───── EXTRACTED DATA

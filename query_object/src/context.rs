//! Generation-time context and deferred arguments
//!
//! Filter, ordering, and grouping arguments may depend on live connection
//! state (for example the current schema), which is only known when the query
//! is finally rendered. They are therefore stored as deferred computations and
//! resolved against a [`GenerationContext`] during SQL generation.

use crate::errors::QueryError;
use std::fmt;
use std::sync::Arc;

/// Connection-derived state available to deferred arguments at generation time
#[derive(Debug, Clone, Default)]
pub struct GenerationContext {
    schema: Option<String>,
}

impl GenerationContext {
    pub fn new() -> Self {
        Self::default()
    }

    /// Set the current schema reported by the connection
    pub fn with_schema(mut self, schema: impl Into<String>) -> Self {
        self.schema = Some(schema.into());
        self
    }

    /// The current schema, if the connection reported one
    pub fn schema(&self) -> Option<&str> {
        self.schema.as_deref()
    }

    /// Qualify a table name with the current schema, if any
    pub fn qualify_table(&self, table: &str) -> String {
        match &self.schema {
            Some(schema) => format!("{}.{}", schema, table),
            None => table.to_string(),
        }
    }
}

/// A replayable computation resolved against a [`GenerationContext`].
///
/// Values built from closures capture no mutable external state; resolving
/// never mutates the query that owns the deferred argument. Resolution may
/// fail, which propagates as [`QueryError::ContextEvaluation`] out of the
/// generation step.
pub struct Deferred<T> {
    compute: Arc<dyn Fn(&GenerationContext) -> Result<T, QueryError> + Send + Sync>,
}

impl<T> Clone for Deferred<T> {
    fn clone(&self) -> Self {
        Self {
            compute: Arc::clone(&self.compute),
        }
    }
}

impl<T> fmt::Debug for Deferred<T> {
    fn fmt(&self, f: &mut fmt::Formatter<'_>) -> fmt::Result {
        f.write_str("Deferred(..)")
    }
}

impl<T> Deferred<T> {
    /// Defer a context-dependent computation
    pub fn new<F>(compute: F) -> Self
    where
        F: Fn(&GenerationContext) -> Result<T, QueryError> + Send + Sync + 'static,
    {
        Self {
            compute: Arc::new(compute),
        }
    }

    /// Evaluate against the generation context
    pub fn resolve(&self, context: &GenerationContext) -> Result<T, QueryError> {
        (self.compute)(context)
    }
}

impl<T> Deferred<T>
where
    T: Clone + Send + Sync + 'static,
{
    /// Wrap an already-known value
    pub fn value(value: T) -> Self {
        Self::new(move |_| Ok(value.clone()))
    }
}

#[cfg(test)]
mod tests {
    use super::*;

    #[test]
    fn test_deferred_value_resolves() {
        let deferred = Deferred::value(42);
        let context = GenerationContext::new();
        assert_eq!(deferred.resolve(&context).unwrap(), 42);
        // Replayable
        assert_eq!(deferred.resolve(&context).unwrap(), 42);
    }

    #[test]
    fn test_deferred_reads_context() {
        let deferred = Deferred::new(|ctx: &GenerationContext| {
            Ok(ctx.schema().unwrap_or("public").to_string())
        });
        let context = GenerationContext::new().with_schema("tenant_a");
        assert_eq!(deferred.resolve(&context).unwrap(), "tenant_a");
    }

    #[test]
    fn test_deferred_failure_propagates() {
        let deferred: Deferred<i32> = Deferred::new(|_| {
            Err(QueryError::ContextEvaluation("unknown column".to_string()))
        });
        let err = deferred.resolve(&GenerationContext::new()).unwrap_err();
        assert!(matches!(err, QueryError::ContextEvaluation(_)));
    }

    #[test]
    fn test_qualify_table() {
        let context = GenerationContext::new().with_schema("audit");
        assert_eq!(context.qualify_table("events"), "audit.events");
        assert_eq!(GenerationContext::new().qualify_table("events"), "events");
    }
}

──────────

● **EXERCISE PROMPT**: Your answer should consist of the lines from the material that contain "struct".

● **ANSWER SECTION**:
pub struct GenerationContext {
pub struct Deferred<T> {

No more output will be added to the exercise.